**PROBLEM DESCRIPTION**
Word for word, restate the lines from the start of the data down to the line with "type for migrabase-core operations", both included.

**SUPPLIED RECORDS**
>>>
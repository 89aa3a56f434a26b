/// Structured error types for migrabase-core.
///
/// Library crates return these; the CLI wraps them with `anyhow` context.
use std::io;
use std::path::PathBuf;
use thiserror::Error;

use crate::validation::ValidationError;

/// Main error type for migrabase-core operations
#[derive(Error, Debug)]
pub enum CoreError {
    /// I/O operation failed
    #[error("I/O error: {source}")]
    Io {
        #[from]
        source: io::Error,
    },

    /// Config file could not be parsed
    #[error("Failed to parse config file {path:?}: {source}")]
    ConfigParse {
        path: PathBuf,
        source: toml::de::Error,
    },

    /// Configuration error
    #[error("Configuration error: {reason}")]
    Config { reason: String },

    /// Resource name does not follow the `prefix/{id}` layout
    #[error("invalid resource name {name:?}: {reason}")]
    ResourceName { name: String, reason: String },

    #[error(transparent)]
    Validation(#[from] ValidationError),
}

/// Result type alias for migrabase-core operations
pub type Result<T> = std::result::Result<T, CoreError>;

impl CoreError {
    /// Create a config error
    pub fn config(reason: impl Into<String>) -> Self {
        Self::Config {
            reason: reason.into(),
        }
    }

    /// Create a resource name error
    pub fn resource_name(name: impl Into<String>, reason: impl Into<String>) -> Self {
        Self::ResourceName {
            name: name.into(),
            reason: reason.into(),
        }
    }
}

#[cfg(test)]
mod tests {
    use super::*;

    #[test]
    fn test_error_display() {
        let err = CoreError::resource_name("projects/", "empty id");
        assert_eq!(
            err.to_string(),
            "invalid resource name \"projects/\": empty id"
        );

        let err = CoreError::config("database_url is empty");
        assert!(err.to_string().contains("Configuration error"));
    }

    #[test]
    fn test_io_error_conversion() {
        let io_err = io::Error::new(io::ErrorKind::NotFound, "file not found");
        let err: CoreError = io_err.into();

        assert!(matches!(err, CoreError::Io { .. }));
    }
}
<<<
**ANSWER TO THIS TASK**
repository 89aa3a56f434a26b
/// Structured error types for migrabase-core.
///
/// Library crates return these; the CLI wraps them with `anyhow` context.
use std::io;
use std::path::PathBuf;
use thiserror::Error;

use crate::validation::ValidationError;

/// Main error type for migrabase-core operations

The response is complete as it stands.